TASK DETAILS. In the entries below, find the line with "the table range." and the line with "const CACHE_MAGIC: &[u8;"; give again those lines and every line between them, exactly.

DATASET EXTRACT.

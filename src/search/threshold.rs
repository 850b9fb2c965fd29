//! Minimiser-count thresholds and the on-disk threshold cache.
//!
//! For a query with `m` observed minimisers, the policy answers how many of
//! them must be counted in a bin before the bin is reported. Three paths:
//!
//! 1. User-supplied fraction: `⌊m · threshold⌋`.
//! 2. `w == k` (every k-mer is its own window): the k-mer lemma bound.
//! 3. Otherwise a precomputed table entry plus 2, indexed by
//!    `m − min_minimisers` and clamped to the table range.
//!
//! The table models minimiser survival under `e` sequencing errors: one
//! error placed uniformly in the pattern destroys a given minimiser's k-mer
//! with probability `k / p`, so a minimiser survives `e` independent errors
//! with probability `(1 − k/p)^e` and the surviving count is binomial. The
//! table entry for `m` is the largest `t` with `P(X ≥ t) ≥ τ`: a true match
//! keeps at least `t` of its minimisers with probability `τ`.
//!
//! Tables are cached next to the index, keyed by every model parameter, so
//! repeated searches skip the precomputation.

use std::fs::File;
use std::io::{BufReader, BufWriter, Read, Write};
use std::path::{Path, PathBuf};

use anyhow::{Context, Result, bail};
use tracing::{debug, warn};

use crate::error::SiftError;
use crate::index::ibf::read_u64_le;
use crate::search::SearchConfig;

/// Magic bytes for the threshold cache file format.
const CACHE_MAGIC: &[u8; 8] = b"BSIFTTH1";

// ---------------------------------------------------------------------------
// Model
// ---------------------------------------------------------------------------

/// Largest `t` such that `P(Binomial(m, survival) ≥ t) ≥ tau`.
fn survival_threshold(m: usize, survival: f64, tau: f64) -> u64 {
    if m == 0 || survival <= 0.0 {
        return 0;
    }
    if survival >= 1.0 {
        return m as u64;
    }

    let ln_s = survival.ln();
    let ln_q = (1.0 - survival).ln();

    // log C(m, t), built incrementally while walking t upward.
    let mut ln_choose = vec![0.0f64; m + 1];
    for t in 0..m {
        ln_choose[t + 1] = ln_choose[t] + ((m - t) as f64).ln() - ((t + 1) as f64).ln();
    }

    // Walk the tail from t = m downward; the first t whose tail reaches tau
    // is the largest t satisfying the bound.
    let mut tail = 0.0f64;
    for t in (0..=m).rev() {
        let ln_pmf = ln_choose[t] + t as f64 * ln_s + (m - t) as f64 * ln_q;
        tail += ln_pmf.exp();
        if tail >= tau {
            return t as u64;
        }
    }
    0
}

/// Threshold table over observed minimiser counts
/// `min_minimisers ..= max_minimisers` for the given query parameters.
///
/// Deterministic in its inputs; the cache round-trips it bit-exactly.
pub fn precompute_threshold(
    pattern_size: usize,
    window_size: usize,
    kmer_size: usize,
    errors: usize,
    tau: f64,
) -> Vec<u64> {
    let derived = DerivedCounts::new(pattern_size, window_size, kmer_size, errors);
    let survival = (1.0 - kmer_size as f64 / pattern_size as f64).powi(errors as i32);

    (derived.min_minimisers..=derived.max_minimisers)
        .map(|m| survival_threshold(m, survival, tau))
        .collect()
}

// ---------------------------------------------------------------------------
// Derived constants
// ---------------------------------------------------------------------------

/// Counting constants derived from `(p, w, k, e)`.
#[derive(Debug, Clone, Copy)]
pub struct DerivedCounts {
    pub kmers_per_window: usize,
    pub kmers_per_pattern: usize,
    pub min_minimisers: usize,
    pub max_minimisers: usize,
    pub kmer_lemma: usize,
}

impl DerivedCounts {
    pub fn new(pattern_size: usize, window_size: usize, kmer_size: usize, errors: usize) -> Self {
        let kmers_per_window = window_size - kmer_size + 1;
        let kmers_per_pattern = pattern_size - kmer_size + 1;
        let min_minimisers = if kmers_per_window == 1 {
            kmers_per_pattern
        } else {
            kmers_per_pattern.div_ceil(kmers_per_window)
        };
        let max_minimisers = pattern_size - window_size + 1;
        let kmer_lemma = (pattern_size + 1).saturating_sub((errors + 1) * kmer_size);
        DerivedCounts {
            kmers_per_window,
            kmers_per_pattern,
            min_minimisers,
            max_minimisers,
            kmer_lemma,
        }
    }
}

// ---------------------------------------------------------------------------
// ThresholdPolicy
// ---------------------------------------------------------------------------

/// Query-time threshold selection.
pub struct ThresholdPolicy {
    counts: DerivedCounts,
    user_threshold: Option<f64>,
    table: Vec<u64>,
}

impl ThresholdPolicy {
    /// Build the policy for a validated search configuration, loading or
    /// computing (and best-effort caching) the threshold table when needed.
    pub fn for_search(cfg: &SearchConfig) -> Result<Self> {
        let counts = DerivedCounts::new(
            cfg.pattern_size,
            cfg.window_size,
            cfg.kmer_size,
            cfg.errors,
        );
        let mut policy = ThresholdPolicy {
            counts,
            user_threshold: cfg.threshold,
            table: Vec::new(),
        };

        // The table only backs the third selection path.
        if cfg.threshold.is_none() && counts.kmers_per_window > 1 {
            let path = cache_path(cfg);
            let span = counts.max_minimisers - counts.min_minimisers;
            if path.exists() {
                let table = load_table(&path).map_err(|source| SiftError::ThresholdCache {
                    path: path.clone(),
                    source,
                })?;
                if table.len() != span + 1 {
                    return Err(SiftError::ThresholdCache {
                        path,
                        source: anyhow::anyhow!(
                            "cached table has {} entries, expected {}",
                            table.len(),
                            span + 1
                        ),
                    }
                    .into());
                }
                debug!("loaded threshold table from {}", path.display());
                policy.table = table;
            } else {
                policy.table = precompute_threshold(
                    cfg.pattern_size,
                    cfg.window_size,
                    cfg.kmer_size,
                    cfg.errors,
                    cfg.tau,
                );
                if let Err(e) = store_table(&path, &policy.table) {
                    warn!("could not cache threshold table at {}: {e:#}", path.display());
                }
            }
        }

        Ok(policy)
    }

    /// Required counted minimisers for a query with `minimiser_count`
    /// observed minimisers.
    pub fn threshold(&self, minimiser_count: usize) -> usize {
        if let Some(fraction) = self.user_threshold {
            (minimiser_count as f64 * fraction) as usize
        } else if self.counts.kmers_per_window == 1 {
            self.counts.kmer_lemma
        } else {
            let span = self.counts.max_minimisers - self.counts.min_minimisers;
            let offset = minimiser_count
                .saturating_sub(self.counts.min_minimisers)
                .min(span);
            self.table[offset] as usize + 2
        }
    }
}

// ---------------------------------------------------------------------------
// Cache I/O
// ---------------------------------------------------------------------------

/// Deterministic cache location, co-located with the index.
fn cache_path(cfg: &SearchConfig) -> PathBuf {
    PathBuf::from(format!(
        "{}_threshold_p{}_w{}_k{}_e{}_tau{}.bin",
        cfg.ibf_file.display(),
        cfg.pattern_size,
        cfg.window_size,
        cfg.kmer_size,
        cfg.errors,
        cfg.tau
    ))
}

/// Read a cached table.
///
/// Format: `[magic "BSIFTTH1"] [len: u64 LE] [entries: len × u64 LE]`.
pub fn load_table(path: &Path) -> Result<Vec<u64>> {
    let file = File::open(path).with_context(|| format!("failed to open {}", path.display()))?;
    let mut reader = BufReader::new(file);

    let mut magic = [0u8; 8];
    reader
        .read_exact(&mut magic)
        .context("failed to read cache magic")?;
    if &magic != CACHE_MAGIC {
        bail!("not a threshold cache file (bad magic)");
    }
    let len = read_u64_le(&mut reader).context("failed to read table length")? as usize;
    let mut table = vec![0u64; len];
    for entry in table.iter_mut() {
        *entry = read_u64_le(&mut reader).context("failed to read table entries")?;
    }
    Ok(table)
}

/// Write a table to the cache. Failures here are the caller's to log.
pub fn store_table(path: &Path, table: &[u64]) -> Result<()> {
    let file = File::create(path).with_context(|| format!("failed to create {}", path.display()))?;
    let mut w = BufWriter::new(file);
    w.write_all(CACHE_MAGIC)?;
    w.write_all(&(table.len() as u64).to_le_bytes())?;
    for &entry in table {
        w.write_all(&entry.to_le_bytes())?;
    }
    w.flush()?;
    Ok(())
}

// ---------------------------------------------------------------------------
// Tests
// ---------------------------------------------------------------------------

OUTPUT.
//!    `m − min_minimisers` and clamped to the table range.
//!
//! The table models minimiser survival under `e` sequencing errors: one
//! error placed uniformly in the pattern destroys a given minimiser's k-mer
//! with probability `k / p`, so a minimiser survives `e` independent errors
//! with probability `(1 − k/p)^e` and the surviving count is binomial. The
//! table entry for `m` is the largest `t` with `P(X ≥ t) ≥ τ`: a true match
//! keeps at least `t` of its minimisers with probability `τ`.
//!
//! Tables are cached next to the index, keyed by every model parameter, so
//! repeated searches skip the precomputation.

use std::fs::File;
use std::io::{BufReader, BufWriter, Read, Write};
use std::path::{Path, PathBuf};

use anyhow::{Context, Result, bail};
use tracing::{debug, warn};

use crate::error::SiftError;
use crate::index::ibf::read_u64_le;
use crate::search::SearchConfig;

/// Magic bytes for the threshold cache file format.
const CACHE_MAGIC: &[u8; 8] = b"BSIFTTH1";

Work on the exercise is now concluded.